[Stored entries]
* * * *
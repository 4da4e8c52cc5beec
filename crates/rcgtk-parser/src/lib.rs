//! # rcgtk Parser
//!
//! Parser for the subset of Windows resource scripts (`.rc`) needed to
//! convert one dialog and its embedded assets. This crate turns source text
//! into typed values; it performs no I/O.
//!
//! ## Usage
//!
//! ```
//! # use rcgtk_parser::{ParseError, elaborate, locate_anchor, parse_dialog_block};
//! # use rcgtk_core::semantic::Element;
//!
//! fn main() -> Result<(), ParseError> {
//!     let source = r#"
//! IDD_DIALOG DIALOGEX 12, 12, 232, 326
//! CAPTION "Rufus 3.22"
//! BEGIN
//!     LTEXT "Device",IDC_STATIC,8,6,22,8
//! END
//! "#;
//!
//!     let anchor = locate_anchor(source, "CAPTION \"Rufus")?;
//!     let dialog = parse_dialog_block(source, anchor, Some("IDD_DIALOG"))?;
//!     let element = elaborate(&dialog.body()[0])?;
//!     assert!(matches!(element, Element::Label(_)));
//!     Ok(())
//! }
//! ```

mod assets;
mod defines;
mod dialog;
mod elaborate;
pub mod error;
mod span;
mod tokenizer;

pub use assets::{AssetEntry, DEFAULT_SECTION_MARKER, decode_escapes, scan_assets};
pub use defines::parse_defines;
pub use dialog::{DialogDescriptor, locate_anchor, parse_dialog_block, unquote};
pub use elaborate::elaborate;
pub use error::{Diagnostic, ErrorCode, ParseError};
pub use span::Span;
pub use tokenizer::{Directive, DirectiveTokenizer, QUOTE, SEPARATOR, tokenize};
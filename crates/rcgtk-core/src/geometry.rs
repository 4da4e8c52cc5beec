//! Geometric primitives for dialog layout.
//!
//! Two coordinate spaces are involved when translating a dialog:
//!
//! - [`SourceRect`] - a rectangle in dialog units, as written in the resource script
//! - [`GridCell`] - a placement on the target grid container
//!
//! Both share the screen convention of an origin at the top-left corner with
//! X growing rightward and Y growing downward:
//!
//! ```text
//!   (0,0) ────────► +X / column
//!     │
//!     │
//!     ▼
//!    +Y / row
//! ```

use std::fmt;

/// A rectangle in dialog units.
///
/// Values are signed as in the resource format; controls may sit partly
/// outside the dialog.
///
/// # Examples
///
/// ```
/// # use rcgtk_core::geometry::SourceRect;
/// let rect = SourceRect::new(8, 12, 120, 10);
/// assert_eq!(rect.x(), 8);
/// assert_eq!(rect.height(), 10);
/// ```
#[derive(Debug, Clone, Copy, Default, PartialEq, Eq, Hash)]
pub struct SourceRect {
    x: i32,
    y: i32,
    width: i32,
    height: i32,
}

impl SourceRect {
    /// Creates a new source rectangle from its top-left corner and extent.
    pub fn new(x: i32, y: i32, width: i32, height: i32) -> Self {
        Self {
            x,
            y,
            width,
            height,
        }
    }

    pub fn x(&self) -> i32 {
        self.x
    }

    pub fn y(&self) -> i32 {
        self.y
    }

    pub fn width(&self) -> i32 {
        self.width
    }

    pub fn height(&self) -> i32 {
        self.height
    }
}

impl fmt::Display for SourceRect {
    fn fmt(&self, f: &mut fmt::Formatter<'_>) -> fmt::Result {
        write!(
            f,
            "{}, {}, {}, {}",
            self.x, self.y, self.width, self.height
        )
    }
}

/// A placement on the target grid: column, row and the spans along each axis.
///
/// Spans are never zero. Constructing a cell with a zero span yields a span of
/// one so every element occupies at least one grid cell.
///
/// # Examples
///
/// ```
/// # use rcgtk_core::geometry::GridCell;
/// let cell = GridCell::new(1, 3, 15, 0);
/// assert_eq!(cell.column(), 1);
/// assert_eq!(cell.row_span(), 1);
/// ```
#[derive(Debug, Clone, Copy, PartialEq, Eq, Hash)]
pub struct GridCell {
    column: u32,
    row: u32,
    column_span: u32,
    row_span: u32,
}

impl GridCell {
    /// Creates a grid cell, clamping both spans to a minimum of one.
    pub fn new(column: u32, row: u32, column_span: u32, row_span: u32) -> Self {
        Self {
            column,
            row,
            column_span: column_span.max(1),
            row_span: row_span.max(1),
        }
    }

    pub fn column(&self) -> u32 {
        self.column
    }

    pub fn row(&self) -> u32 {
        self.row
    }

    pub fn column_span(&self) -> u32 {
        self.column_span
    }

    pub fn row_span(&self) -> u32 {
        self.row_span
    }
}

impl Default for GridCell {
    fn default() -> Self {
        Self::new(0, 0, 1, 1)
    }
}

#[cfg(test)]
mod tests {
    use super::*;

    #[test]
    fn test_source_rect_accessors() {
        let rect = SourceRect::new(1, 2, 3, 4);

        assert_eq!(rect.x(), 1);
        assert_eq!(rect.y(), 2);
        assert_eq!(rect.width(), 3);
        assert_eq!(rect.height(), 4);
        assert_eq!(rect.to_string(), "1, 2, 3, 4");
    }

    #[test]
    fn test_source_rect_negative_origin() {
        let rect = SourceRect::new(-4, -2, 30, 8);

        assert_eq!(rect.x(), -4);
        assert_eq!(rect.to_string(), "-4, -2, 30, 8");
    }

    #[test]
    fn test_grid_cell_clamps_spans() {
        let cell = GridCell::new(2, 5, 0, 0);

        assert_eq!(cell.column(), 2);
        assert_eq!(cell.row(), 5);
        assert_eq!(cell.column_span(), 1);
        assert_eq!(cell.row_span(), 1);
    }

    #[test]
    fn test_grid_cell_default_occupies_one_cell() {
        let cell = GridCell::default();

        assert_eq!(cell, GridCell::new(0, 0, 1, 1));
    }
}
* * * *
» Problem to work on
Repeat word for word the lines running from the line containing "Self::new(0, 0, 1, 1)" to the end of the entries above, inclusive.

» Expected output
        Self::new(0, 0, 1, 1)
    }
}

#[cfg(test)]
mod tests {
    use super::*;

    #[test]
    fn test_source_rect_accessors() {
        let rect = SourceRect::new(1, 2, 3, 4);

        assert_eq!(rect.x(), 1);
        assert_eq!(rect.y(), 2);
        assert_eq!(rect.width(), 3);
        assert_eq!(rect.height(), 4);
        assert_eq!(rect.to_string(), "1, 2, 3, 4");
    }

    #[test]
    fn test_source_rect_negative_origin() {
        let rect = SourceRect::new(-4, -2, 30, 8);

        assert_eq!(rect.x(), -4);
        assert_eq!(rect.to_string(), "-4, -2, 30, 8");
    }

    #[test]
    fn test_grid_cell_clamps_spans() {
        let cell = GridCell::new(2, 5, 0, 0);

        assert_eq!(cell.column(), 2);
        assert_eq!(cell.row(), 5);
        assert_eq!(cell.column_span(), 1);
        assert_eq!(cell.row_span(), 1);
    }

    #[test]
    fn test_grid_cell_default_occupies_one_cell() {
        let cell = GridCell::default();

        assert_eq!(cell, GridCell::new(0, 0, 1, 1));
    }
}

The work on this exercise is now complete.